## EXERCISE OBJECTIVE
Report, from the records below, every line where the word "zeroed" appears.

## DATA
#[cfg(test)]
mod tests {
    use super::*;

    // msp430-gcc sizes: 16-bit int and pointers, 32-bit long.
    const SIXTEEN_BIT: &str = r#"
default-sign = "unsigned"

[bits]
char = 8
short = 16
int = 16
long = 32
long-long = 64

[sizeof]
bool = 1
short = 2
int = 2
long = 4
long-long = 8
float = 4
double = 4
long-double = 8
wchar_t = 2
size_t = 2
pointer = 2
"#;

    #[derive(Default)]
    struct RecordingTrace {
        events: Vec<(PathBuf, LookupOutcome)>,
    }

    impl LookupTrace for RecordingTrace {
        fn candidate(&mut self, path: &Path, outcome: LookupOutcome) {
            self.events.push((path.to_path_buf(), outcome));
        }
    }

    #[test]
    fn load_populates_every_field() {
        let mut platform = Platform::default();
        platform.load_from_str(SIXTEEN_BIT).unwrap();
        assert_eq!(platform.ty, PlatformType::File);
        assert_eq!(platform.char_bit, 8);
        assert_eq!(platform.short_bit, 16);
        assert_eq!(platform.int_bit, 16);
        assert_eq!(platform.long_bit, 32);
        assert_eq!(platform.long_long_bit, 64);
        assert_eq!(platform.sizeof_bool, 1);
        assert_eq!(platform.sizeof_short, 2);
        assert_eq!(platform.sizeof_int, 2);
        assert_eq!(platform.sizeof_long, 4);
        assert_eq!(platform.sizeof_long_long, 8);
        assert_eq!(platform.sizeof_float, 4);
        assert_eq!(platform.sizeof_double, 4);
        assert_eq!(platform.sizeof_long_double, 8);
        assert_eq!(platform.sizeof_wchar_t, 2);
        assert_eq!(platform.sizeof_size_t, 2);
        assert_eq!(platform.sizeof_pointer, 2);
        assert_eq!(platform.default_sign, DefaultSign::Unsigned);
    }

    #[test]
    fn loaded_descriptor_answers_range_queries() {
        let mut platform = Platform::default();
        platform.load_from_str(SIXTEEN_BIT).unwrap();
        assert!(platform.is_int_value(32767));
        assert!(!platform.is_int_value(32768));
        assert!(platform.is_long_value(2147483647));
        assert!(!platform.is_long_value(2147483648));
    }

    #[test]
    fn sign_defaults_to_unknown() {
        let without_sign = SIXTEEN_BIT.replace("default-sign = \"unsigned\"\n", "");
        let mut platform = Platform::default();
        platform.load_from_str(&without_sign).unwrap();
        assert_eq!(platform.default_sign, DefaultSign::Unknown);
    }

    #[test]
    fn parse_invalid_returns_error() {
        let mut platform = Platform::default();
        assert!(platform.load_from_str("this is not valid toml [[[").is_err());
    }

    #[test]
    fn missing_field_leaves_descriptor_untouched() {
        let incomplete = SIXTEEN_BIT.replace("pointer = 2\n", "");
        let mut platform = Platform::default();
        let err = platform.load_from_str(&incomplete).unwrap_err();
        assert!(matches!(err, PlatformError::Toml(_)));
        assert_eq!(platform, Platform::default());
    }

    #[test]
    fn zero_field_fails_validation() {
        let zeroed = SIXTEEN_BIT.replace("pointer = 2", "pointer = 0");
        let mut platform = Platform::default();
        let err = platform.load_from_str(&zeroed).unwrap_err();
        match err {
            PlatformError::Validation { detail } => {
                assert!(detail.contains("sizeof.pointer"), "{detail}");
            }
            other => panic!("expected validation error, got {other}"),
        }
        assert_eq!(platform, Platform::default());
    }

    #[test]
    fn unknown_keys_are_ignored() {
        let extended = format!("name = \"custom\"\n{SIXTEEN_BIT}intptr = 2\n");
        let mut platform = Platform::default();
        platform.load_from_str(&extended).unwrap();
        assert_eq!(platform.sizeof_pointer, 2);
    }

    #[test]
    fn toml_round_trip() {
        let original = Platform::win64();
        let text = platform_to_toml(&original).unwrap();
        let mut loaded = Platform::default();
        loaded.load_from_str(&text).unwrap();
        assert_eq!(loaded.ty, PlatformType::File);
        assert_eq!(PlatformFile::from(&loaded), PlatformFile::from(&original));
    }

    #[test]
    fn load_not_found() {
        let mut platform = Platform::default();
        let err = platform
            .load_from_file(Path::new("/nonexistent/board.toml"))
            .unwrap_err();
        assert!(matches!(err, PlatformError::NotFound { .. }));
        assert_eq!(platform, Platform::default());
    }

    #[test]
    fn load_from_file_populates() {
        let dir = tempfile::tempdir().unwrap();
        let path = dir.path().join("board.toml");
        std::fs::write(&path, SIXTEEN_BIT).unwrap();
        let mut platform = Platform::default();
        platform.load_from_file(&path).unwrap();
        assert_eq!(platform.int_bit, 16);
    }

    #[test]
    fn set_applies_presets_by_label() {
        let mut platform = Platform::default();
        platform.set("win64", &[], false).unwrap();
        assert_eq!(platform, Platform::win64());
        platform.set("unix32", &[], false).unwrap();
        assert_eq!(platform, Platform::unix32());
    }

    #[test]
    fn set_unknown_name_reports_and_preserves() {
        let dir = tempfile::tempdir().unwrap();
        let mut platform = Platform::unix64();
        let err = platform
            .set(
                "nonexistent-platform-xyz",
                &[dir.path().to_path_buf()],
                false,
            )
            .unwrap_err();
        assert_eq!(
            err.to_string(),
            "unrecognized platform: 'nonexistent-platform-xyz'"
        );
        assert_eq!(platform, Platform::unix64());
    }

    #[test]
    fn platform_file_label_is_not_a_preset() {
        let mut platform = Platform::default();
        let err = platform.set("platformFile", &[], false).unwrap_err();
        assert!(matches!(err, PlatformError::UnknownPlatform { .. }));
    }

    #[test]
    fn set_literal_path() {
        let dir = tempfile::tempdir().unwrap();
        let path = dir.path().join("custom.toml");
        std::fs::write(&path, SIXTEEN_BIT).unwrap();
        let mut platform = Platform::default();
        platform.set(path.to_str().unwrap(), &[], false).unwrap();
        assert_eq!(platform.ty, PlatformType::File);
    }

    #[test]
    fn set_completes_extension() {
        let dir = tempfile::tempdir().unwrap();
        std::fs::write(dir.path().join("board.toml"), SIXTEEN_BIT).unwrap();
        let mut platform = Platform::default();
        platform
            .set("board", &[dir.path().to_path_buf()], false)
            .unwrap();
        assert_eq!(platform.ty, PlatformType::File);
    }

    #[test]
    fn set_searches_platforms_subdirectory() {
        let dir = tempfile::tempdir().unwrap();
        let sub = dir.path().join("platforms");
        std::fs::create_dir_all(&sub).unwrap();
        std::fs::write(sub.join("board.toml"), SIXTEEN_BIT).unwrap();
        let mut platform = Platform::default();
        platform
            .set("board", &[dir.path().to_path_buf()], false)
            .unwrap();
        assert_eq!(platform.ty, PlatformType::File);
    }

    #[test]
    fn lookup_probes_in_order() {
        let dir_a = tempfile::tempdir().unwrap();
        let dir_b = tempfile::tempdir().unwrap();
        let mut trace = RecordingTrace::default();
        let mut platform = Platform::default();
        let err = platform
            .set_with_trace(
                "ghost",
                &[dir_a.path().to_path_buf(), dir_b.path().to_path_buf()],
                &mut trace,
            )
            .unwrap_err();
        assert!(matches!(err, PlatformError::UnknownPlatform { .. }));
        assert_eq!(platform, Platform::default());

        let expected: Vec<PathBuf> = vec![
            PathBuf::from("ghost"),
            PathBuf::from("ghost.toml"),
            Path::new("platforms").join("ghost"),
            Path::new("platforms").join("ghost.toml"),
            dir_a.path().join("ghost"),
            dir_a.path().join("ghost.toml"),
            dir_a.path().join("platforms").join("ghost"),
            dir_a.path().join("platforms").join("ghost.toml"),
            dir_b.path().join("ghost"),
            dir_b.path().join("ghost.toml"),
            dir_b.path().join("platforms").join("ghost"),
            dir_b.path().join("platforms").join("ghost.toml"),
        ];
        // The executable-directory candidates follow these.
        assert!(trace.events.len() >= expected.len());
        for (i, path) in expected.iter().enumerate() {
            assert_eq!(&trace.events[i].0, path, "candidate {i}");
        }
        assert!(trace
            .events
            .iter()
            .all(|(_, outcome)| *outcome == LookupOutcome::NotFound));
    }

    #[test]
    fn parse_error_moves_to_next_candidate() {
        let bad_dir = tempfile::tempdir().unwrap();
        let good_dir = tempfile::tempdir().unwrap();
        std::fs::write(bad_dir.path().join("board.toml"), "not toml [[[").unwrap();
        std::fs::write(good_dir.path().join("board.toml"), SIXTEEN_BIT).unwrap();

        let mut trace = RecordingTrace::default();
        let mut platform = Platform::default();
        platform
            .set_with_trace(
                "board",
                &[bad_dir.path().to_path_buf(), good_dir.path().to_path_buf()],
                &mut trace,
            )
            .unwrap();
        assert_eq!(platform.ty, PlatformType::File);
        assert_eq!(platform.int_bit, 16);

        let bad = bad_dir.path().join("board.toml");
        let good = good_dir.path().join("board.toml");
        assert!(trace.events.contains(&(bad, LookupOutcome::ParseError)));
        assert_eq!(trace.events.last(), Some(&(good, LookupOutcome::Loaded)));
    }

    #[test]
    fn discover_finds_sorted_toml_files() {
        let dir = tempfile::tempdir().unwrap();
        let sub = dir.path().join("platforms");
        std::fs::create_dir_all(&sub).unwrap();
        std::fs::write(sub.join("msp430.toml"), SIXTEEN_BIT).unwrap();
        std::fs::write(sub.join("avr8.toml"), SIXTEEN_BIT).unwrap();
        std::fs::write(sub.join("notes.txt"), "ignore me").unwrap();

        let found = discover_platforms(dir.path()).unwrap();
        assert_eq!(found.len(), 2);
        assert_eq!(found[0].0, "avr8");
        assert_eq!(found[1].0, "msp430");
    }

    #[test]
    fn discover_without_directory_is_empty() {
        let dir = tempfile::tempdir().unwrap();
        assert!(discover_platforms(dir.path()).unwrap().is_empty());
    }

    #[test]
    fn template_parses_back() {
        let text = generate_template(PlatformType::Unix64).unwrap();
        let mut platform = Platform::default();
        platform.load_from_str(&text).unwrap();
        assert_eq!(
            PlatformFile::from(&platform),
            PlatformFile::from(&Platform::unix64())
        );
    }

    #[test]
    fn template_rejects_file_type() {
        assert!(matches!(
            generate_template(PlatformType::File),
            Err(PlatformError::NotAPreset(PlatformType::File))
        ));
    }

    #[test]
    fn shipped_samples_load() {
        let root = Path::new(env!("CARGO_MANIFEST_DIR")).join("..").join("..");
        let found = discover_platforms(&root).unwrap();
        assert!(found.iter().any(|(name, _)| name == "avr8"));
        assert!(found.iter().any(|(name, _)| name == "mips32"));
        for (name, path) in &found {
            let mut platform = Platform::default();
            platform
                .load_from_file(path)
                .unwrap_or_else(|e| panic!("{name}: {e}"));
            assert_eq!(platform.ty, PlatformType::File);
        }
    }

    #[test]
    fn set_resolves_shipped_sample() {
        let root = Path::new(env!("CARGO_MANIFEST_DIR")).join("..").join("..");
        let mut platform = Platform::default();
        platform.set("avr8", &[root], false).unwrap();
        assert_eq!(platform.int_bit, 16);
        assert_eq!(platform.sizeof_double, 4);
        assert_eq!(platform.sizeof_pointer, 2);
        assert_eq!(platform.default_sign, DefaultSign::Signed);
    }
}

## PROBLEM SOLUTION
        let zeroed = SIXTEEN_BIT.replace("pointer = 2", "pointer = 0");
        let err = platform.load_from_str(&zeroed).unwrap_err();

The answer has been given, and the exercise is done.